**Goal of the exercise**
Find the line with "Chain-side collaborators: signer" in the entries below. Repeat it, every following line, and the line with "pub use solana_sdk::signature::Keypair;", exactly and with nothing added.

**The records**
------------------------------------------------

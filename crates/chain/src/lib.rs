//! Chain-side collaborators: signer key loading, transaction submission,
//! confirmation polling, and explorer link formatting.
//!
//! The rest of the pipeline treats a built transaction as opaque; everything
//! Solana-specific funnels through this crate and the venue clients.

pub mod error;
pub mod submitter;
pub mod wallet;

pub use error::{ChainError, Result};
pub use submitter::{ChainSubmitter, RpcSubmitter};
pub use wallet::load_keypair;

use solana_sdk::commitment_config::CommitmentConfig;
use solana_sdk::transaction::Transaction;

pub use solana_sdk::signature::Keypair;

/// A transaction prepared by a venue client, ready to sign and submit.
///
/// `extra_signers` holds ephemeral keypairs the venue requires beyond the
/// service wallet (for example a throwaway wrapped-SOL account).
pub struct BuiltTransaction {
    pub transaction: Transaction,
    pub extra_signers: Vec<Keypair>,
}

impl BuiltTransaction {
    pub fn new(transaction: Transaction) -> Self {
        Self {
            transaction,
            extra_signers: Vec::new(),
        }
    }
}

/// Parse a `SOLANA_COMMITMENT` value; unknown values fall back to `confirmed`.
pub fn parse_commitment(value: &str) -> CommitmentConfig {
    match value.to_ascii_lowercase().as_str() {
        "processed" => CommitmentConfig::processed(),
        "finalized" => CommitmentConfig::finalized(),
        _ => CommitmentConfig::confirmed(),
    }
}

/// Builds explorer URLs for submitted transactions.
#[derive(Debug, Clone)]
pub struct ExplorerLinks {
    base: String,
    cluster: String,
}

impl ExplorerLinks {
    pub fn new(base: impl Into<String>, cluster: impl Into<String>) -> Self {
        Self {
            base: base.into(),
            cluster: cluster.into(),
        }
    }

    pub fn tx(&self, signature: &str) -> String {
        format!("{}/tx/{}?cluster={}", self.base, signature, self.cluster)
    }
}

impl Default for ExplorerLinks {
    fn default() -> Self {
        Self::new("https://explorer.solana.com", "devnet")
    }
}

#[cfg(test)]
mod tests {
    use super::*;

    #[test]
    fn explorer_link_format() {
        let links = ExplorerLinks::default();
        assert_eq!(
            links.tx("SIG-1"),
            "https://explorer.solana.com/tx/SIG-1?cluster=devnet"
        );
    }

    #[test]
    fn commitment_parsing_defaults_to_confirmed() {
        assert_eq!(parse_commitment("processed"), CommitmentConfig::processed());
        assert_eq!(parse_commitment("FINALIZED"), CommitmentConfig::finalized());
        assert_eq!(parse_commitment("bogus"), CommitmentConfig::confirmed());
    }
}
//! Execution worker: drains the order queue and drives each job through the
//! lifecycle state machine.
//!
//! ```text
//! (enter) → queued → routing → building → submitted → confirmed
//!                                  ↓
//!                               failed  ← (from any non-terminal, on error)
//! ```
//!
//! Every transition is recorded to history first and broadcast to the
//! subscriber hub only when history accepted it, which makes redeliveries of
//! the same job harmless: a status that is already on the trail is neither
//! re-recorded nor re-broadcast. `failed` is the exception — each attempt may
//! record a fresh entry with its own detail.

pub mod rate_limit;

pub use rate_limit::FixedWindowLimiter;

use std::sync::Arc;

use async_trait::async_trait;
use chain::{ChainSubmitter, ExplorerLinks};
use common::{OrderJob, OrderStatus};
use dex::{build_transaction, DexError, DexRouter};
use history::{HistoryStore, StatusUpdate};
use hub::StatusHub;
use metrics::counter;
use queue::{JobError, JobHandler};
use solana_sdk::pubkey::Pubkey;
use tracing::{error, info};

pub struct ExecutionWorker {
    router: Arc<DexRouter>,
    history: Arc<dyn HistoryStore>,
    hub: Arc<StatusHub>,
    submitter: Arc<dyn ChainSubmitter>,
    limiter: FixedWindowLimiter,
    signer: Pubkey,
    explorer: ExplorerLinks,
}

impl ExecutionWorker {
    pub fn new(
        router: Arc<DexRouter>,
        history: Arc<dyn HistoryStore>,
        hub: Arc<StatusHub>,
        submitter: Arc<dyn ChainSubmitter>,
        limiter: FixedWindowLimiter,
        signer: Pubkey,
        explorer: ExplorerLinks,
    ) -> Self {
        Self {
            router,
            history,
            hub,
            submitter,
            limiter,
            signer,
            explorer,
        }
    }

    /// Record a transition and broadcast it iff history accepted the entry.
    async fn record(&self, update: StatusUpdate) -> Result<(), JobError> {
        let order_id = update.order_id.clone();
        let status = update.status;
        let detail = update.detail.clone();
        let link = update.link.clone();
        let appended = self
            .history
            .append_status(update)
            .await
            .map_err(|e| JobError::retryable(format!("history write failed: {e}")))?;
        if appended {
            counter!("order_status_emitted_total", "status" => status.as_str()).increment(1);
            self.hub.send_status(&order_id, status, detail, link);
        }
        Ok(())
    }

    async fn execute(&self, job: &mut OrderJob) -> Result<(), JobError> {
        self.record(StatusUpdate::new(&job.order_id, OrderStatus::Queued))
            .await?;
        self.record(StatusUpdate::new(&job.order_id, OrderStatus::Routing))
            .await?;

        self.limiter.acquire().await;

        let plan = self
            .router
            .find_best_route(job)
            .await
            .map_err(|e| JobError::retryable(e.to_string()))?;
        self.history
            .record_routing_decision(&job.order_id, &plan.quote)
            .await
            .map_err(|e| JobError::retryable(format!("history write failed: {e}")))?;

        self.record(StatusUpdate::new(&job.order_id, OrderStatus::Building))
            .await?;
        let built = build_transaction(&plan, job, &self.signer)
            .await
            .map_err(map_dex_error)?;

        let signature = self
            .submitter
            .submit(built)
            .await
            .map_err(|e| JobError::retryable(e.to_string()))?;
        job.last_tx_signature = Some(signature.clone());

        // Surface the signature immediately; confirmation is awaited after.
        let link = self.explorer.tx(&signature);
        let mut submitted = StatusUpdate::new(&job.order_id, OrderStatus::Submitted);
        submitted.detail = Some(signature.clone());
        submitted.link = Some(link.clone());
        submitted.tx_hash = Some(signature.clone());
        submitted.venue = Some(plan.venue.clone());
        self.record(submitted).await?;

        self.submitter
            .confirm(&signature)
            .await
            .map_err(|e| JobError::retryable(e.to_string()))?;

        let mut confirmed = StatusUpdate::new(&job.order_id, OrderStatus::Confirmed);
        confirmed.detail = Some(signature.clone());
        confirmed.link = Some(link);
        confirmed.tx_hash = Some(signature);
        confirmed.executed_amount = Some(plan.quote.estimated_out.to_string());
        confirmed.venue = Some(plan.venue.clone());
        self.record(confirmed).await?;

        counter!("orders_confirmed_total").increment(1);
        info!(order_id = %job.order_id, venue = %plan.venue, "order confirmed");
        Ok(())
    }
}

fn map_dex_error(err: DexError) -> JobError {
    match err {
        // Retrying the same pair against the same pool would repeat.
        DexError::InvalidDirection => JobError::fatal(err.to_string()),
        other => JobError::retryable(other.to_string()),
    }
}

#[async_trait]
impl JobHandler for ExecutionWorker {
    async fn handle(&self, job: &mut OrderJob) -> Result<(), JobError> {
        match self.execute(job).await {
            Ok(()) => Ok(()),
            Err(err) => {
                job.last_error = Some(err.message.clone());
                error!(
                    order_id = %job.order_id,
                    attempt = job.attempt,
                    error = %err,
                    "order execution failed"
                );
                let mut failed = StatusUpdate::new(&job.order_id, OrderStatus::Failed);
                failed.detail = Some(err.message.clone());
                failed.last_error = Some(err.message.clone());
                if let Err(record_err) = self.record(failed).await {
                    error!(order_id = %job.order_id, error = %record_err, "failed to record failure");
                }
                counter!("orders_failed_total").increment(1);
                Err(err)
            }
        }
    }

    async fn on_exhausted(&self, job: &OrderJob, error: &str) {
        // The queue gave up on this job; pin the terminal failure to the trail.
        let mut failed = StatusUpdate::new(&job.order_id, OrderStatus::Failed);
        failed.detail = Some(error.to_string());
        failed.last_error = Some(error.to_string());
        if let Err(record_err) = self.record(failed).await {
            error!(order_id = %job.order_id, error = %record_err, "failed to record terminal failure");
        }
    }
}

------------------------------------------------

**Response below**
//! Chain-side collaborators: signer key loading, transaction submission,
//! confirmation polling, and explorer link formatting.
//!
//! The rest of the pipeline treats a built transaction as opaque; everything
//! Solana-specific funnels through this crate and the venue clients.

pub mod error;
pub mod submitter;
pub mod wallet;

pub use error::{ChainError, Result};
pub use submitter::{ChainSubmitter, RpcSubmitter};
pub use wallet::load_keypair;

use solana_sdk::commitment_config::CommitmentConfig;
use solana_sdk::transaction::Transaction;

pub use solana_sdk::signature::Keypair;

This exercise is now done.